United Kingdom heavy field gun

The British BL 6-inch gun Mk XIX was introduced in 1916 as a lighter and longer-range field gun replacement for the obsolescent BL 6-inch gun Mk VII.

== History, description ==
The majority of military planners before the First World War were wedded to the concept of fighting an offensive war of rapid maneuver which in a time before mechanization meant a focus on cavalry and light horse artillery firing shrapnel shells. Although the majority of combatants had heavy field artillery prior to the outbreak of the First World War, none had adequate numbers of heavy guns in service, nor had they foreseen the growing importance of heavy artillery once the Western Front stagnated and trench warfare set in. The theorists had not foreseen that trenches, barbed wire, and machine guns had robbed them of the mobility they had been counting on and like in the Franco-Prussian War and Russo-Turkish War the need for heavy artillery reasserted itself. Since aircraft of the period were not yet capable of carrying large diameter bombs the burden of delivering heavy firepower fell on the artillery. The combatants scrambled to find anything that could fire a heavy shell and that meant emptying the fortresses and scouring the depots for guns held in reserve. It also meant converting coastal artillery and surplus naval guns to field guns by either giving them simple field carriages or mounting the larger pieces on rail carriages.

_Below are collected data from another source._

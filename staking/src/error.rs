//! Staking engine error types
//!
//! Every variant is a local validation failure scoped to one operation; the
//! operation is rejected as a whole and may be resubmitted with corrected
//! input.

use economics::EconomicsError;
use stake_core::{Amount, MathError, StakeId};
use thiserror::Error;
use treasury::TreasuryError;

use crate::config::ConfigError;

#[derive(Error, Debug)]
pub enum StakingError {
    #[error("Invalid amount: {amount} outside [{min}, {max}]")]
    InvalidAmount { amount: Amount, min: Amount, max: Amount },

    #[error("Invalid duration: {days} days outside [{min}, {max}]")]
    InvalidDuration { days: u64, min: u64, max: u64 },

    #[error("Stake {stake_id} not found for {account}")]
    StakeNotFound { account: String, stake_id: StakeId },

    #[error("Invalid stake index {index} for {account} ({count} open stakes)")]
    InvalidStakeIndex {
        account: String,
        index: usize,
        count: usize,
    },

    #[error("Insufficient treasury: required {required}, available {available}")]
    InsufficientTreasury { required: Amount, available: Amount },

    #[error("Staking is paused")]
    StakingPaused,

    #[error("No rewards available for {0}")]
    NoRewardsAvailable(String),

    #[error("Invalid percentage: {0} ppm")]
    InvalidPercentage(u64),

    #[error("Unauthorized: {0} is not the pool owner")]
    Unauthorized(String),

    #[error("Invariant violation: {0}")]
    InvariantViolation(String),

    #[error("Math error: {0}")]
    Math(#[from] MathError),

    #[error("Economics error: {0}")]
    Economics(#[from] EconomicsError),

    #[error("Token error: {0}")]
    Token(#[from] TreasuryError),

    #[error("Configuration error: {0}")]
    Config(#[from] ConfigError),
}

pub type Result<T> = std::result::Result<T, StakingError>;
pub mod completion;
pub mod config;
pub mod export;
pub mod scan;
pub mod selection;
pub mod stats;
pub mod template;
pub mod tree;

The Mk XIX was designed and built by Vickers specifically as a field gun, unlike its predecessors which originated as naval guns. Its length was reduced from the 45 calibres of its naval gun predecessors to 35 calibres, to reduce weight and improve mobility. The Mk XIX was a typical British built-up gun of the period constructed of steel with a central rifled tube reinforced with braided wire wound around the liner, a protective outer jacket, breech bush and breech ring.

The Mk XIX was a breech-loaded design with a Welin interrupted screw breech and used separate-loading, bagged charges and projectiles. "The breech mechanism is operated by means of a lever on the right side of the breech. On pulling the lever to the rear the breech screw is automatically unlocked and swung into the loading position. After loading, one thrust of the lever inserts the breech screw and turns it into the locked position. The breech mechanism is similar to that used on the 8-inch howitzers both in design and operation".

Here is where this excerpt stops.